Le décret du 11 février – on hésite sur le verbe – « concède » (selon l’original latin et la traduction française), « accorde la permission » (version espagnole, communiquée par Rome avec la version latine), « accorde la faculté » (traduction anglaise), « confirme le droit » (communiqué de la Fraternité Saint-Pierre) d’user de tous les livres liturgiques traditionnels dans les églises et chapelles propres. Les ordinations selon le pontifical ancien sont donc assurées. De plus, il devient très improbable que les séminaires traditionnels se voient contraints de former à la pratique de la liturgie réformée.
Tout cela donne l’impression que les effets de Traditionis custodes sont désormais caducs.
Est-ce bien le cas ? À y regarder de près, le décret du 11 février ne saurait que démentir cette impression. Même si le probable inspirateur principal du motu proprio de juillet 2021, Andrea Grillo, le pense : en premier lieu parce que le décret s’apparente, selon lui, plus à un « privilège » qu’à une concession qui, pour être « miséricordieuse », n’en impliquerait pas moins des limitations, temporelles notamment[3]. Or, rien de tel dans l’usage « concédé » ou « reconnu » de l’ensemble des livres liturgiques et formules sacramentelles.
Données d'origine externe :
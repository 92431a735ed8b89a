//! SQLite implementation of the event store traits.

use async_trait::async_trait;
use chrono::{DateTime, Utc};
use sqlx::sqlite::{SqlitePool, SqlitePoolOptions, SqliteRow};
use sqlx::{QueryBuilder, Row, Sqlite};
use uuid::Uuid;

use taskline_core::envelope::EventEnvelope;
use taskline_core::error::EventStoreError;
use taskline_core::event::EventMetadata;
use taskline_core::search::SearchCriteria;
use taskline_core::snapshot::SnapshotRecord;
use taskline_core::store::{EventQuery, EventStore, ExpectedVersion, SnapshotStore, StoredEvent};
use taskline_core::stream::EventStream;

use crate::schema;

const EVENT_COLUMNS: &str =
    "event_id, stream_name, version, event_type, payload, metadata, occurred_at";

/// SQLite-backed event store.
#[derive(Debug, Clone)]
pub struct SqliteEventStore {
    pool: SqlitePool,
}

impl SqliteEventStore {
    /// Creates a store over an existing pool. The schema is not applied;
    /// call [`Self::migrate`] or manage it externally.
    #[must_use]
    pub fn new(pool: SqlitePool) -> Self {
        Self { pool }
    }

    /// Connects to a SQLite database URL (e.g. `sqlite://taskline.db?mode=rwc`)
    /// and applies the schema.
    ///
    /// # Errors
    ///
    /// Returns `EventStoreError::Storage` if the connection or schema
    /// application fails.
    pub async fn connect(url: &str) -> Result<Self, EventStoreError> {
        let pool = SqlitePoolOptions::new()
            .connect(url)
            .await
            .map_err(storage_error)?;
        let store = Self::new(pool);
        store.migrate().await?;
        Ok(store)
    }

    /// Creates a store over a fresh in-memory database with the schema
    /// applied. The pool is pinned to a single long-lived connection so the
    /// database survives for the store's lifetime.
    ///
    /// # Errors
    ///
    /// Returns `EventStoreError::Storage` if the connection or schema
    /// application fails.
    pub async fn in_memory() -> Result<Self, EventStoreError> {
        let pool = SqlitePoolOptions::new()
            .max_connections(1)
            .idle_timeout(None::<std::time::Duration>)
            .max_lifetime(None::<std::time::Duration>)
            .connect("sqlite::memory:")
            .await
            .map_err(storage_error)?;
        let store = Self::new(pool);
        store.migrate().await?;
        Ok(store)
    }

    /// Applies the event and snapshot table schema. Idempotent.
    ///
    /// # Errors
    ///
    /// Returns `EventStoreError::Storage` if a DDL statement fails.
    pub async fn migrate(&self) -> Result<(), EventStoreError> {
        sqlx::raw_sql(schema::CREATE_EVENTS_TABLE)
            .execute(&self.pool)
            .await
            .map_err(storage_error)?;
        sqlx::raw_sql(schema::CREATE_SNAPSHOTS_TABLE)
            .execute(&self.pool)
            .await
            .map_err(storage_error)?;
        Ok(())
    }

    /// The underlying connection pool.
    #[must_use]
    pub fn pool(&self) -> &SqlitePool {
        &self.pool
    }

    async fn fetch_records(
        &self,
        criteria: &SearchCriteria,
    ) -> Result<Vec<StoredEvent>, EventStoreError> {
        let mut query: QueryBuilder<'_, Sqlite> = QueryBuilder::new(format!(
            "SELECT {EVENT_COLUMNS} FROM domain_events WHERE 1 = 1"
        ));

        if let Some(stream_name) = &criteria.stream_name {
            query.push(" AND stream_name = ").push_bind(stream_name.clone());
        }
        if let Some(event_type) = &criteria.event_type {
            query.push(" AND event_type = ").push_bind(event_type.clone());
        }
        if let Some(aggregate_type) = &criteria.aggregate_type {
            query
                .push(" AND stream_name LIKE ")
                .push_bind(format!("{aggregate_type}-%"));
        }
        if let Some(correlation_id) = criteria.correlation_id {
            query
                .push(" AND correlation_id = ")
                .push_bind(correlation_id.to_string());
        }
        if let Some(from) = criteria.occurred_from {
            query.push(" AND occurred_at >= ").push_bind(from);
        }
        if let Some(to) = criteria.occurred_to {
            query.push(" AND occurred_at <= ").push_bind(to);
        }

        query.push(" ORDER BY occurred_at ASC, stream_name ASC, version ASC");

        if criteria.is_paginated() {
            let limit = criteria.take.map_or(-1_i64, i64::from);
            let offset = criteria.skip.map_or(0_i64, i64::from);
            query
                .push(" LIMIT ")
                .push_bind(limit)
                .push(" OFFSET ")
                .push_bind(offset);
        }

        let rows = query
            .build()
            .fetch_all(&self.pool)
            .await
            .map_err(storage_error)?;
        rows.iter().map(row_to_event).collect()
    }
}

#[async_trait]
impl EventStore for SqliteEventStore {
    async fn append_events(
        &self,
        stream_name: &str,
        envelopes: &[EventEnvelope],
        expected: ExpectedVersion,
    ) -> Result<(), EventStoreError> {
        if envelopes.is_empty() {
            return Ok(());
        }

        let mut tx = self.pool.begin().await.map_err(storage_error)?;

        let current: Option<i64> =
            sqlx::query_scalar("SELECT MAX(version) FROM domain_events WHERE stream_name = ?")
                .bind(stream_name)
                .fetch_one(&mut *tx)
                .await
                .map_err(storage_error)?;
        let current = current.unwrap_or(0);

        if let ExpectedVersion::Exact(expected) = expected {
            if current != expected {
                return Err(EventStoreError::ConcurrencyConflict {
                    stream_name: stream_name.to_owned(),
                    expected,
                    actual: current,
                });
            }
        }

        let mut version = current;
        for envelope in envelopes {
            version += 1;
            let payload = serde_json::to_string(&envelope.payload)?;
            let metadata = serde_json::to_string(&envelope.metadata)?;

            let inserted = sqlx::query(
                "INSERT INTO domain_events \
                 (event_id, stream_name, version, event_type, payload, metadata, \
                  correlation_id, occurred_at) \
                 VALUES (?, ?, ?, ?, ?, ?, ?, ?)",
            )
            .bind(envelope.event_id.to_string())
            .bind(stream_name)
            .bind(version)
            .bind(&envelope.event_type)
            .bind(payload)
            .bind(metadata)
            .bind(envelope.metadata.correlation_id.to_string())
            .bind(envelope.occurred_at)
            .execute(&mut *tx)
            .await;

            if let Err(e) = inserted {
                // A unique violation on (stream_name, version) means another
                // writer committed between our version read and this insert.
                if matches!(&e, sqlx::Error::Database(db) if db.is_unique_violation()) {
                    drop(tx);
                    let actual = self.stream_version(stream_name).await?;
                    return Err(EventStoreError::ConcurrencyConflict {
                        stream_name: stream_name.to_owned(),
                        expected: current,
                        actual,
                    });
                }
                return Err(storage_error(e));
            }
        }

        tx.commit().await.map_err(storage_error)?;

        tracing::debug!(
            stream_name,
            count = envelopes.len(),
            version,
            "appended events"
        );
        Ok(())
    }

    async fn stream_version(&self, stream_name: &str) -> Result<i64, EventStoreError> {
        let version: Option<i64> =
            sqlx::query_scalar("SELECT MAX(version) FROM domain_events WHERE stream_name = ?")
                .bind(stream_name)
                .fetch_one(&self.pool)
                .await
                .map_err(storage_error)?;
        Ok(version.unwrap_or(0))
    }

    async fn last_event_number(&self) -> Result<i64, EventStoreError> {
        let version: Option<i64> = sqlx::query_scalar(
            "SELECT version FROM domain_events ORDER BY occurred_at DESC, version DESC LIMIT 1",
        )
        .fetch_optional(&self.pool)
        .await
        .map_err(storage_error)?;
        Ok(version.unwrap_or(0))
    }

    async fn events(
        &self,
        stream_name: &str,
        from_version: i64,
    ) -> Result<EventStream, EventStoreError> {
        let rows = sqlx::query(&format!(
            "SELECT {EVENT_COLUMNS} FROM domain_events \
             WHERE stream_name = ? AND version > ? ORDER BY version ASC"
        ))
        .bind(stream_name)
        .bind(from_version)
        .fetch_all(&self.pool)
        .await
        .map_err(storage_error)?;

        let events = rows
            .iter()
            .map(row_to_event)
            .collect::<Result<Vec<_>, _>>()?;
        Ok(EventStream::new(stream_name, from_version, events))
    }
}

#[async_trait]
impl SnapshotStore for SqliteEventStore {
    async fn save_snapshot(&self, snapshot: SnapshotRecord) -> Result<(), EventStoreError> {
        let state = serde_json::to_string(&snapshot.state)?;

        let mut tx = self.pool.begin().await.map_err(storage_error)?;

        sqlx::query("DELETE FROM stream_snapshots WHERE stream_name = ?")
            .bind(&snapshot.stream_name)
            .execute(&mut *tx)
            .await
            .map_err(storage_error)?;

        sqlx::query(
            "INSERT INTO stream_snapshots \
             (stream_name, version, state_type, state, created_at) \
             VALUES (?, ?, ?, ?, ?)",
        )
        .bind(&snapshot.stream_name)
        .bind(snapshot.version)
        .bind(&snapshot.state_type)
        .bind(state)
        .bind(snapshot.created_at)
        .execute(&mut *tx)
        .await
        .map_err(storage_error)?;

        tx.commit().await.map_err(storage_error)?;

        tracing::debug!(
            stream_name = %snapshot.stream_name,
            version = snapshot.version,
            "saved snapshot"
        );
        Ok(())
    }

    async fn load_snapshot(
        &self,
        stream_name: &str,
    ) -> Result<Option<SnapshotRecord>, EventStoreError> {
        let row = sqlx::query(
            "SELECT stream_name, version, state_type, state, created_at \
             FROM stream_snapshots WHERE stream_name = ? \
             ORDER BY version DESC LIMIT 1",
        )
        .bind(stream_name)
        .fetch_optional(&self.pool)
        .await
        .map_err(storage_error)?;

        match row {
            Some(row) => Ok(row_to_snapshot(&row)?),
            None => Ok(None),
        }
    }
}

#[async_trait]
impl EventQuery for SqliteEventStore {
    async fn events_by_type(
        &self,
        event_type: &str,
        from: Option<DateTime<Utc>>,
        to: Option<DateTime<Utc>>,
    ) -> Result<Vec<EventStream>, EventStoreError> {
        let criteria = SearchCriteria {
            event_type: Some(event_type.to_owned()),
            occurred_from: from,
            occurred_to: to,
            ..SearchCriteria::default()
        };
        let records = self.fetch_records(&criteria).await?;
        Ok(EventStream::group_by_stream(records))
    }

    async fn events_by_aggregate(
        &self,
        aggregate_type: &str,
        from: Option<DateTime<Utc>>,
        to: Option<DateTime<Utc>>,
    ) -> Result<Vec<EventStream>, EventStoreError> {
        let criteria = SearchCriteria {
            aggregate_type: Some(aggregate_type.to_owned()),
            occurred_from: from,
            occurred_to: to,
            ..SearchCriteria::default()
        };
        let records = self.fetch_records(&criteria).await?;
        Ok(EventStream::group_by_stream(records))
    }

    async fn all_events(
        &self,
        from: Option<DateTime<Utc>>,
        to: Option<DateTime<Utc>>,
    ) -> Result<Vec<StoredEvent>, EventStoreError> {
        let criteria = SearchCriteria {
            occurred_from: from,
            occurred_to: to,
            ..SearchCriteria::default()
        };
        self.fetch_records(&criteria).await
    }

    async fn search_events(
        &self,
        criteria: &SearchCriteria,
    ) -> Result<Vec<EventStream>, EventStoreError> {
        let records = self.fetch_records(criteria).await?;
        Ok(EventStream::group_by_stream(records))
    }

    async fn event_metadata(
        &self,
        event_id: Uuid,
    ) -> Result<Option<EventMetadata>, EventStoreError> {
        let raw: Option<Option<String>> =
            sqlx::query_scalar("SELECT metadata FROM domain_events WHERE event_id = ?")
                .bind(event_id.to_string())
                .fetch_optional(&self.pool)
                .await
                .map_err(storage_error)?;

        Ok(raw.flatten().and_then(|raw| decode_metadata(&raw, event_id)))
    }
}

fn storage_error(e: sqlx::Error) -> EventStoreError {
    EventStoreError::Storage(e.to_string())
}

fn row_to_event(row: &SqliteRow) -> Result<StoredEvent, EventStoreError> {
    let event_id: String = row.try_get("event_id").map_err(storage_error)?;
    let event_id = Uuid::parse_str(&event_id)
        .map_err(|e| EventStoreError::Serialization(format!("invalid event id: {e}")))?;

    let payload: String = row.try_get("payload").map_err(storage_error)?;
    let payload = serde_json::from_str(&payload)?;

    let metadata: Option<String> = row.try_get("metadata").map_err(storage_error)?;
    let metadata = metadata.and_then(|raw| decode_metadata(&raw, event_id));

    Ok(StoredEvent {
        event_id,
        stream_name: row.try_get("stream_name").map_err(storage_error)?,
        version: row.try_get("version").map_err(storage_error)?,
        event_type: row.try_get("event_type").map_err(storage_error)?,
        payload,
        metadata,
        occurred_at: row.try_get("occurred_at").map_err(storage_error)?,
    })
}

fn row_to_snapshot(row: &SqliteRow) -> Result<Option<SnapshotRecord>, EventStoreError> {
    let stream_name: String = row.try_get("stream_name").map_err(storage_error)?;
    let version: i64 = row.try_get("version").map_err(storage_error)?;

    let state: String = row.try_get("state").map_err(storage_error)?;
    let state = match serde_json::from_str(&state) {
        Ok(state) => state,
        Err(e) => {
            tracing::warn!(
                stream_name = %stream_name,
                version,
                error = %e,
                "snapshot state failed to parse; treating as no snapshot"
            );
            return Ok(None);
        }
    };

    Ok(Some(SnapshotRecord {
        stream_name,
        version,
        state_type: row.try_get("state_type").map_err(storage_error)?,
        state,
        created_at: row.try_get("created_at").map_err(storage_error)?,
    }))
}

fn decode_metadata(raw: &str, event_id: Uuid) -> Option<EventMetadata> {
    match serde_json::from_str(raw) {
        Ok(metadata) => Some(metadata),
        Err(e) => {
            tracing::warn!(
                %event_id,
                error = %e,
                "event metadata failed to deserialize; treating as absent"
            );
            None
        }
    }
}
//! Domain event abstractions.

use std::collections::BTreeMap;

use chrono::{DateTime, Utc};
use serde::{Deserialize, Serialize};
use uuid::Uuid;

/// The user identifier recorded when an event carries no acting user.
pub const SYSTEM_USER: &str = "system";

/// Metadata attached to every persisted event.
#[derive(Debug, Clone, PartialEq, Serialize, Deserialize)]
pub struct EventMetadata {
    /// The owning event's identifier.
    pub event_id: Uuid,
    /// The acting user, or `"system"` when no user was involved.
    pub user_id: String,
    /// Correlation ID tracing a command through its effects. Defaulted to a
    /// fresh identifier when the source event carries none.
    pub correlation_id: Uuid,
    /// ID of the event that caused this one, when known.
    pub causation_id: Option<Uuid>,
    /// Free-form key/value data carried alongside the event.
    #[serde(default, skip_serializing_if = "BTreeMap::is_empty")]
    pub additional: BTreeMap<String, serde_json::Value>,
    /// When the event occurred (caller-supplied).
    pub occurred_at: DateTime<Utc>,
}

/// Trait that all domain events implement.
///
/// The payload itself is serialized through `serde`; this trait exposes the
/// identity and causal metadata the store records next to it.
pub trait DomainEvent: Send + Sync + std::fmt::Debug {
    /// Unique identifier of this event.
    fn event_id(&self) -> Uuid;

    /// The event type tag (used for persistence and replay routing).
    fn event_type(&self) -> &'static str;

    /// When the event occurred. Caller-supplied, never server-assigned.
    fn occurred_at(&self) -> DateTime<Utc>;

    /// The acting user, if any.
    fn user_id(&self) -> Option<&str> {
        None
    }

    /// Correlation ID linking this event to the command that produced it.
    fn correlation_id(&self) -> Option<Uuid> {
        None
    }

    /// ID of the event that caused this one.
    fn causation_id(&self) -> Option<Uuid> {
        None
    }

    /// Free-form key/value data to record in the event's metadata.
    fn additional_metadata(&self) -> BTreeMap<String, serde_json::Value> {
        BTreeMap::new()
    }
}
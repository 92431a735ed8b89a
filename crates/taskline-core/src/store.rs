//! Event store traits and the stored event record.

use async_trait::async_trait;
use chrono::{DateTime, Utc};
use serde::Serialize;
use uuid::Uuid;

use crate::envelope::EventEnvelope;
use crate::error::EventStoreError;
use crate::event::{DomainEvent, EventMetadata};
use crate::registry::{EventTypeRegistry, ReplayedEvents};
use crate::search::SearchCriteria;
use crate::snapshot::{SnapshotRecord, SnapshotState};
use crate::stream::EventStream;

/// Stored representation of a domain event.
#[derive(Debug, Clone)]
pub struct StoredEvent {
    /// Unique event identifier.
    pub event_id: Uuid,
    /// Stream this event belongs to.
    pub stream_name: String,
    /// Monotonically increasing, 1-based version within the stream.
    pub version: i64,
    /// Event type tag for deserialization routing.
    pub event_type: String,
    /// Serialized event payload.
    pub payload: serde_json::Value,
    /// Metadata recorded with the event, when present and decodable.
    pub metadata: Option<EventMetadata>,
    /// When the event occurred (caller-supplied).
    pub occurred_at: DateTime<Utc>,
}

impl StoredEvent {
    /// Builds the record an envelope becomes once a version is assigned.
    #[must_use]
    pub fn from_envelope(envelope: &EventEnvelope, stream_name: &str, version: i64) -> Self {
        Self {
            event_id: envelope.event_id,
            stream_name: stream_name.to_owned(),
            version,
            event_type: envelope.event_type.clone(),
            payload: envelope.payload.clone(),
            metadata: Some(envelope.metadata.clone()),
            occurred_at: envelope.occurred_at,
        }
    }
}

/// The version a writer expects a stream to be at when appending.
#[derive(Debug, Clone, Copy, PartialEq, Eq, Default)]
pub enum ExpectedVersion {
    /// No concurrency check; append unconditionally.
    #[default]
    Any,
    /// Fail with a concurrency conflict unless the stream is exactly at
    /// this version.
    Exact(i64),
}

/// Append and read access to event streams.
#[async_trait]
pub trait EventStore: Send + Sync {
    /// Appends a batch of envelopes to a stream, assigning versions
    /// `current + 1 ..= current + n` in input order. The whole batch is
    /// persisted as one atomic unit.
    ///
    /// An empty batch returns immediately without touching the store or
    /// checking versions.
    ///
    /// # Errors
    ///
    /// Returns `EventStoreError::ConcurrencyConflict` when `expected` is
    /// `Exact(v)` and the stream is not at version `v`; the stream is left
    /// unmodified. Conflicts are never retried internally. Storage errors
    /// propagate unchanged.
    async fn append_events(
        &self,
        stream_name: &str,
        envelopes: &[EventEnvelope],
        expected: ExpectedVersion,
    ) -> Result<(), EventStoreError>;

    /// Returns the version of the stream's most recent event, or 0 if the
    /// stream has never been written.
    ///
    /// # Errors
    ///
    /// Storage errors propagate unchanged.
    async fn stream_version(&self, stream_name: &str) -> Result<i64, EventStoreError>;

    /// Returns the version carried by the most recently timestamped event
    /// across all streams, or 0 if the store is empty. A coarse watermark,
    /// not a per-stream correctness primitive.
    ///
    /// # Errors
    ///
    /// Storage errors propagate unchanged.
    async fn last_event_number(&self) -> Result<i64, EventStoreError>;

    /// Returns the stream's events with version strictly greater than
    /// `from_version`, ascending. Unknown or empty streams yield an empty
    /// result with `version = from_version`, never an error.
    ///
    /// # Errors
    ///
    /// Storage errors propagate unchanged.
    async fn events(
        &self,
        stream_name: &str,
        from_version: i64,
    ) -> Result<EventStream, EventStoreError>;
}

/// Persistence for per-stream materialized state snapshots.
#[async_trait]
pub trait SnapshotStore: Send + Sync {
    /// Persists a snapshot, replacing any prior snapshot for the stream.
    /// At most one snapshot row exists per stream afterwards.
    ///
    /// Not transactionally linked to concurrent appends: the recorded
    /// version is a hint, and callers must replay events past it before
    /// trusting reconstructed state.
    ///
    /// # Errors
    ///
    /// Storage errors propagate unchanged.
    async fn save_snapshot(&self, snapshot: SnapshotRecord) -> Result<(), EventStoreError>;

    /// Returns the stream's snapshot, or `None` if none exists.
    ///
    /// # Errors
    ///
    /// Storage errors propagate unchanged.
    async fn load_snapshot(
        &self,
        stream_name: &str,
    ) -> Result<Option<SnapshotRecord>, EventStoreError>;
}

/// Read-only queries across streams, for auditing, projections, and
/// rebuilding read models.
#[async_trait]
pub trait EventQuery: Send + Sync {
    /// Returns events whose type tag equals `event_type`, within the
    /// optional inclusive occurred-at bounds, grouped by stream. Each
    /// group's version is the max version among the *matching* events
    /// only, not the stream's current version.
    ///
    /// # Errors
    ///
    /// Storage errors propagate unchanged.
    async fn events_by_type(
        &self,
        event_type: &str,
        from: Option<DateTime<Utc>>,
        to: Option<DateTime<Utc>>,
    ) -> Result<Vec<EventStream>, EventStoreError>;

    /// Returns events from streams named `"{aggregate_type}-{id}"`, within
    /// the optional inclusive occurred-at bounds, grouped by stream.
    ///
    /// # Errors
    ///
    /// Storage errors propagate unchanged.
    async fn events_by_aggregate(
        &self,
        aggregate_type: &str,
        from: Option<DateTime<Utc>>,
        to: Option<DateTime<Utc>>,
    ) -> Result<Vec<EventStream>, EventStoreError>;

    /// Returns every event within the optional inclusive occurred-at
    /// bounds, across all streams, ordered by occurred-at. Typed replay is
    /// layered on top via [`crate::registry::EventTypeRegistry::decode_all`].
    ///
    /// # Errors
    ///
    /// Storage errors propagate unchanged.
    async fn all_events(
        &self,
        from: Option<DateTime<Utc>>,
        to: Option<DateTime<Utc>>,
    ) -> Result<Vec<StoredEvent>, EventStoreError>;

    /// General filtered search, grouped by stream. `skip`/`take` paginate
    /// the raw record set *before* grouping, so a page boundary can split
    /// one stream's events across two calls.
    ///
    /// # Errors
    ///
    /// Storage errors propagate unchanged.
    async fn search_events(
        &self,
        criteria: &SearchCriteria,
    ) -> Result<Vec<EventStream>, EventStoreError>;

    /// Returns the metadata recorded with a single event, or `None` when
    /// the event is unknown or its metadata is absent or undecodable.
    ///
    /// # Errors
    ///
    /// Storage errors propagate unchanged.
    async fn event_metadata(
        &self,
        event_id: Uuid,
    ) -> Result<Option<EventMetadata>, EventStoreError>;
}

/// Typed convenience over [`EventStore`]: encode domain events through the
/// envelope codec and append them in one call.
#[async_trait]
pub trait EventStoreExt: EventStore {
    /// Encodes `events` in order and appends them to the stream.
    ///
    /// # Errors
    ///
    /// Returns `EventStoreError::Serialization` if any event fails to
    /// encode (nothing is appended), plus every error `append_events` can
    /// return.
    async fn append_domain_events<E>(
        &self,
        stream_name: &str,
        events: &[E],
        expected: ExpectedVersion,
    ) -> Result<(), EventStoreError>
    where
        E: DomainEvent + Serialize + Sync,
    {
        let envelopes = EventEnvelope::encode_all(events)?;
        self.append_events(stream_name, &envelopes, expected).await
    }
}

impl<T: EventStore + ?Sized> EventStoreExt for T {}

/// Typed convenience over [`SnapshotStore`]: load and decode in one call.
#[async_trait]
pub trait SnapshotStoreExt: SnapshotStore {
    /// Loads the stream's snapshot and decodes it to the expected state
    /// type. `None` when no snapshot exists, the stored type tag differs,
    /// or deserialization fails; decode failures are swallowed so a lost
    /// snapshot heals via full replay.
    ///
    /// # Errors
    ///
    /// Storage errors propagate unchanged.
    async fn load_state<S>(&self, stream_name: &str) -> Result<Option<S>, EventStoreError>
    where
        S: SnapshotState + Send,
    {
        Ok(self
            .load_snapshot(stream_name)
            .await?
            .and_then(|record| record.decode()))
    }
}

impl<T: SnapshotStore + ?Sized> SnapshotStoreExt for T {}

/// Typed convenience over [`EventQuery`]: best-effort replay of every event
/// in the time bounds through a known-event-type registry.
#[async_trait]
pub trait EventQueryExt: EventQuery {
    /// Fetches all events in the bounds and decodes them via `registry`.
    /// Records with unknown tags or undecodable payloads are skipped and
    /// counted, never raised.
    ///
    /// # Errors
    ///
    /// Storage errors propagate unchanged.
    async fn replay_all<E>(
        &self,
        registry: &EventTypeRegistry<E>,
        from: Option<DateTime<Utc>>,
        to: Option<DateTime<Utc>>,
    ) -> Result<ReplayedEvents<E>, EventStoreError>
    where
        E: Send + 'static,
    {
        let records = self.all_events(from, to).await?;
        Ok(registry.decode_all(&records))
    }
}

impl<T: EventQuery + ?Sized> EventQueryExt for T {}
//! SQLite-backed event store for the Taskline backend.
//!
//! Implements the `taskline-core` store traits over a shared
//! `sqlx::SqlitePool`: the append engine with optimistic concurrency, the
//! stream reader and version tracker, the snapshot manager, and the
//! cross-stream query engine.

pub mod schema;
pub mod sqlite_event_store;

pub use sqlite_event_store::SqliteEventStore;
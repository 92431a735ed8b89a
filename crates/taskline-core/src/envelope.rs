//! Event envelope codec.
//!
//! An envelope is the serialized form of a domain event: the type tag, the
//! JSON payload, and the metadata record the store persists next to it.
//! Encoding happens once, before append; decoding goes through the
//! known-event-type registry.

use chrono::{DateTime, Utc};
use serde::Serialize;
use uuid::Uuid;

use crate::error::EventStoreError;
use crate::event::{DomainEvent, EventMetadata, SYSTEM_USER};

/// A domain event in its serialized, ready-to-persist form.
#[derive(Debug, Clone)]
pub struct EventEnvelope {
    /// Unique event identifier.
    pub event_id: Uuid,
    /// Type tag routing deserialization.
    pub event_type: String,
    /// Serialized event payload.
    pub payload: serde_json::Value,
    /// Metadata persisted alongside the payload.
    pub metadata: EventMetadata,
    /// When the event occurred.
    pub occurred_at: DateTime<Utc>,
}

impl EventEnvelope {
    /// Serializes a domain event into an envelope, applying the metadata
    /// defaults: a missing user becomes `"system"`, a missing correlation ID
    /// becomes a fresh identifier.
    ///
    /// # Errors
    ///
    /// Returns `EventStoreError::Serialization` if the payload cannot be
    /// serialized. Write-side serialization failures are fatal.
    pub fn encode<E>(event: &E) -> Result<Self, EventStoreError>
    where
        E: DomainEvent + Serialize,
    {
        let payload = serde_json::to_value(event)?;
        let metadata = EventMetadata {
            event_id: event.event_id(),
            user_id: event
                .user_id()
                .map_or_else(|| SYSTEM_USER.to_owned(), str::to_owned),
            correlation_id: event.correlation_id().unwrap_or_else(Uuid::new_v4),
            causation_id: event.causation_id(),
            additional: event.additional_metadata(),
            occurred_at: event.occurred_at(),
        };

        Ok(Self {
            event_id: event.event_id(),
            event_type: event.event_type().to_owned(),
            payload,
            metadata,
            occurred_at: event.occurred_at(),
        })
    }

    /// Encodes a batch of domain events in order.
    ///
    /// # Errors
    ///
    /// Returns the first serialization failure; none of the events are
    /// partially encoded in that case.
    pub fn encode_all<E>(events: &[E]) -> Result<Vec<Self>, EventStoreError>
    where
        E: DomainEvent + Serialize,
    {
        events.iter().map(Self::encode).collect()
    }
}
Grillo attire de plus l’attention sur la permission donnée aux prêtres de célébrer une messe traditionnelle privée dans quelque église que ce soit, sans qu’on puisse le lui refuser[4]. L’absence de conditions là aussi, mais surtout la dépossession de l’évêque de son pouvoir de réguler la liturgie et au terme, la réintroduction de l’universalité de l’usage du missel ancien, font de ce décret une volte-face contre laquelle il proteste.
Sur ces points, on note effectivement une assez nette inflexion dans la radicalité du motu proprio et des responsa.
Tout cela pris en compte, assiste-t-on à une remise en cause de la logique fondamentale adoptée en juillet 2021, et accentuée par les précisions à la limite de l’absurde ou de l’humiliation perverse de décembre ? Il était alors explicitement demandé une exclusion des églises paroissiales et jusqu’à l’interdiction de toute mention dans les feuilles d’annonces diocésaines. La volonté éradicatrice qui inspirait ces mesures tombe effectivement. Qu’en est-il de la volonté de mise à l’écart ? La différence nette entre ce qui peut être naturellement fait dans les églises propres et ce qui pourrait l’être dans les autres lieux de culte, le pouvoir épiscopal rendu discrétionnaire, le traitement à parité de la Fraternité Saint-Pierre et de la Fraternité Saint-Pie‑X, voilà qui pourrait conduire, selon les cas, à se cantonner à ces premiers lieux.
Une forte diminution de la communication avec d’autres prêtres ou d’autres fidèles risquerait alors d’en découler, ce qui est justement l’un des objectifs recherchés : la séparation d’avec les autres. Les prêtres non membres des instituts traditionnels risquent donc de se trouver bien seuls, sauf dans les diocèses régis par des évêques plus ouverts[5].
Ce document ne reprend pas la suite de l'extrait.